* **ASSIGNMENT**: Write out the entries below exactly. End with the line that contains "Reads normally pass".

(Collected data)
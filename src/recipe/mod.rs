//! Recipe loading, normalization, and keyed access.
//!
//! A [`Recipe`] is one resolved build specification: a parameter table
//! seeded from the schema (plus builder-supplied extras), overlaid with
//! the raw mapping the syntax parser extracted from source text, with its
//! dependency lists normalized into [`Dependency`] records and its module
//! identity computed by the active naming scheme.
//!
//! # Normalization pipeline
//!
//! Resolution of one recipe runs as a single ordered sequence:
//!
//! 1. obtain the raw mapping from the syntax parser, seeded with build
//!    specs;
//! 2. check the mandatory set (schema-mandatory plus extras flagged
//!    mandatory), reporting *all* missing keys at once;
//! 3. report unknown keys that closely match a known parameter as likely
//!    typos, again all at once;
//! 4. store known keys, routing the dependency-list parameters through the
//!    dependency resolver; replaced keys always fail; other unknown keys
//!    are ignored;
//! 5. generate the template context (twice, see [`crate::template`]);
//! 6. validate, when both the global policy and the per-call flag ask for
//!    it;
//! 7. reconcile hidden dependencies against the plain dependency list;
//! 8. compute the module identity.
//!
//! A failed resolution never yields a partially-built recipe.
//!
//! # Raw versus templated access
//!
//! Reads normally pass through the template engine: [`Recipe::value`]
//! returns the templated view. Callers that need to edit nested structure
//! in place read via [`Recipe::raw_value`] instead; writes always store
//! the raw form. These are two distinct operations, not a toggle on
//! shared state.
//!
//! Every keyed accessor applies the deprecation/replacement policy first:
//! deprecated names are rewritten (with a warning) and replaced names
//! fail, uniformly across get, set, contains, and update.

mod dump;

use std::collections::BTreeMap;
use std::path::{Path, PathBuf};

use tracing::{debug, info, warn};

use crate::constants::MANDATORY_PARAMETERS;
use crate::core::{ForgeError, Result, Value};
use crate::dependency::{self, Dependency, Toolchain};
use crate::naming::{ModuleIdentity, NamingTarget, RecipeLookup};
use crate::parser::RecipeBlock;
use crate::pipeline::Pipeline;
use crate::schema::{self, ExtraParameter, ParameterCategory, ParameterEntry};
use crate::template::{self, TemplateSeed};
use crate::validate;

/// One resolved build specification.
#[derive(Debug, Clone)]
pub struct Recipe {
    path: Option<PathBuf>,
    rawtxt: String,
    table: BTreeMap<String, ParameterEntry>,
    mandatory: Vec<String>,
    toolchain: Toolchain,
    validation: bool,
    hidden: bool,
    template_context: BTreeMap<String, String>,
    deps: Vec<Dependency>,
    build_deps: Vec<Dependency>,
    hidden_deps: Vec<Dependency>,
    filter_deps: Vec<String>,
    identity: ModuleIdentity,
}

* **PROBLEM SOLUTION**:
filename src/recipe/mod.rs
//! Recipe loading, normalization, and keyed access.
//!
//! A [`Recipe`] is one resolved build specification: a parameter table
//! seeded from the schema (plus builder-supplied extras), overlaid with
//! the raw mapping the syntax parser extracted from source text, with its
//! dependency lists normalized into [`Dependency`] records and its module
//! identity computed by the active naming scheme.
//!
//! # Normalization pipeline
//!
//! Resolution of one recipe runs as a single ordered sequence:
//!
//! 1. obtain the raw mapping from the syntax parser, seeded with build
//!    specs;
//! 2. check the mandatory set (schema-mandatory plus extras flagged
//!    mandatory), reporting *all* missing keys at once;
//! 3. report unknown keys that closely match a known parameter as likely
//!    typos, again all at once;
//! 4. store known keys, routing the dependency-list parameters through the
//!    dependency resolver; replaced keys always fail; other unknown keys
//!    are ignored;
//! 5. generate the template context (twice, see [`crate::template`]);
//! 6. validate, when both the global policy and the per-call flag ask for
//!    it;
//! 7. reconcile hidden dependencies against the plain dependency list;
//! 8. compute the module identity.
//!
//! A failed resolution never yields a partially-built recipe.
//!
//! # Raw versus templated access
//!
//! Reads normally pass through the template engine: [`Recipe::value`]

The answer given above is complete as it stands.